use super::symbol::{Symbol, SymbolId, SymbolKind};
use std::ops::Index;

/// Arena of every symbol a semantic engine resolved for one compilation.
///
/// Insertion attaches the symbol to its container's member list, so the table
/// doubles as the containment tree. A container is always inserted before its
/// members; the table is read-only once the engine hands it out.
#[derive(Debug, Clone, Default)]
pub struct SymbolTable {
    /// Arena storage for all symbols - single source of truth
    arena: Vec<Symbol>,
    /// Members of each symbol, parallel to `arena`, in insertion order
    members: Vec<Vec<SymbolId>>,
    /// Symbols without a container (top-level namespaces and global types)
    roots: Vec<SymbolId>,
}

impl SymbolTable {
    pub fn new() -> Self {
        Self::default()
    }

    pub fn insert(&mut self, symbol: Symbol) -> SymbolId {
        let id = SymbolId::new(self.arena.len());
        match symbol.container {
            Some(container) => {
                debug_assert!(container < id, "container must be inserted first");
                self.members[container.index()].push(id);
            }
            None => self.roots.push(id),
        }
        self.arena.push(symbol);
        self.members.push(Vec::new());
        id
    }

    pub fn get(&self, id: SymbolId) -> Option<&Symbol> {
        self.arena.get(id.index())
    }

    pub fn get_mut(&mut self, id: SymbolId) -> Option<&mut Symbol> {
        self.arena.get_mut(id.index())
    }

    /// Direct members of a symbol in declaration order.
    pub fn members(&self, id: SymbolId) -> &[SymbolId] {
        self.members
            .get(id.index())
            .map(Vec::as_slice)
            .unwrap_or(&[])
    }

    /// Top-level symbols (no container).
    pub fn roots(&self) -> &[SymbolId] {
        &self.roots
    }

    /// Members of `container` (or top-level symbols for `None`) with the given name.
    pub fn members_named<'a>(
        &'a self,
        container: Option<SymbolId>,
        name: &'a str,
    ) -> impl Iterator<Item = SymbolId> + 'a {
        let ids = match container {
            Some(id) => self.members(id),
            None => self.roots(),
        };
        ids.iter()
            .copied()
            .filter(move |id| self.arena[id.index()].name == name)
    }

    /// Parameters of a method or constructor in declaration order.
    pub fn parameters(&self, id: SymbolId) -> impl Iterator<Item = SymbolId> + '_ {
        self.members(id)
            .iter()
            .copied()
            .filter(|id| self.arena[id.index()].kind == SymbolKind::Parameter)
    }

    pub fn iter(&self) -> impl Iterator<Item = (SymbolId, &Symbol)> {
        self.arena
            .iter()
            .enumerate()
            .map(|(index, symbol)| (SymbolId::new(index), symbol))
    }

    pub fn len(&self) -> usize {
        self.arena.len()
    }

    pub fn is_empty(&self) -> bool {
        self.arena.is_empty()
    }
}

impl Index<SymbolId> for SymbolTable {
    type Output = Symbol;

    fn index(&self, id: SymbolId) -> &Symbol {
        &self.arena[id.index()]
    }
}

.....

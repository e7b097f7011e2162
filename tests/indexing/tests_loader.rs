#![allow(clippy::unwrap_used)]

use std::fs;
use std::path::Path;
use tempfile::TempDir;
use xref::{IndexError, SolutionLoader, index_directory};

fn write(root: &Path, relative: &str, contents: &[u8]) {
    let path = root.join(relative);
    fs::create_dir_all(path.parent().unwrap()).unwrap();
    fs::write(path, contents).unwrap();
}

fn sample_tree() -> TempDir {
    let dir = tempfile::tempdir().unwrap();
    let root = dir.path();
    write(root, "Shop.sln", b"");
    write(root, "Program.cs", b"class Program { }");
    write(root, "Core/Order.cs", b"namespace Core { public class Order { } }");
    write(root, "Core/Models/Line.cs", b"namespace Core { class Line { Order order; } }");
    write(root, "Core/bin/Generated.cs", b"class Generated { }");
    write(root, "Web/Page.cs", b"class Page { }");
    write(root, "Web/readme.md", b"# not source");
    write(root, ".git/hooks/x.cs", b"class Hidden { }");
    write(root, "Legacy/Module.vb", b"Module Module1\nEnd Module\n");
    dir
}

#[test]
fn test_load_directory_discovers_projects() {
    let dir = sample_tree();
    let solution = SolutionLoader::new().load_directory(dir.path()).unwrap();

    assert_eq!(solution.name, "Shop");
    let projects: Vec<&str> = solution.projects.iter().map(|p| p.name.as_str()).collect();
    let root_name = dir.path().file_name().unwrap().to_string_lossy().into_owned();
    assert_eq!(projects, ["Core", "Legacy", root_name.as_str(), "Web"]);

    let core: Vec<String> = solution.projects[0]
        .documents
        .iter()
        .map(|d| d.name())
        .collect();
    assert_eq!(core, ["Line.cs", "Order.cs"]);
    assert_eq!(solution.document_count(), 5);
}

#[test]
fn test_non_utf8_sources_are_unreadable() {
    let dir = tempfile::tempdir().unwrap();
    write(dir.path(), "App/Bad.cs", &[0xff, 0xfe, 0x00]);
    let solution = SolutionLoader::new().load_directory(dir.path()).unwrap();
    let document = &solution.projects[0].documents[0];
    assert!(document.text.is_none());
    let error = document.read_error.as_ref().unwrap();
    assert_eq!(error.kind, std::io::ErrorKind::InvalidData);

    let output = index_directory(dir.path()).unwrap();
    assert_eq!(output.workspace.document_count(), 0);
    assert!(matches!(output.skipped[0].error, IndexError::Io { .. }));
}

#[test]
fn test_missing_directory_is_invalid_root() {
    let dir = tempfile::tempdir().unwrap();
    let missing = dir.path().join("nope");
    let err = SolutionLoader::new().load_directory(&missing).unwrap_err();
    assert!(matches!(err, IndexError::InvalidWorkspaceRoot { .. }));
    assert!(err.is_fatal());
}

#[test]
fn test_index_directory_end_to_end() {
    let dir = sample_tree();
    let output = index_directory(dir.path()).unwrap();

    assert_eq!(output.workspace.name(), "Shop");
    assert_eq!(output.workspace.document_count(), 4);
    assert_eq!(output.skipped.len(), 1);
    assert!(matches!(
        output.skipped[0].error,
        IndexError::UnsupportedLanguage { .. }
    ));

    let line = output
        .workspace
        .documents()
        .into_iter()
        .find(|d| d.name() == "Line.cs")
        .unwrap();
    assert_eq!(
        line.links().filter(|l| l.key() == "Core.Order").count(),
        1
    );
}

.....

### WORK INSTRUCTIONS
Go over the entries above and say how many lines hold the string "collect", with no other text.

### WRITTEN ANSWER
2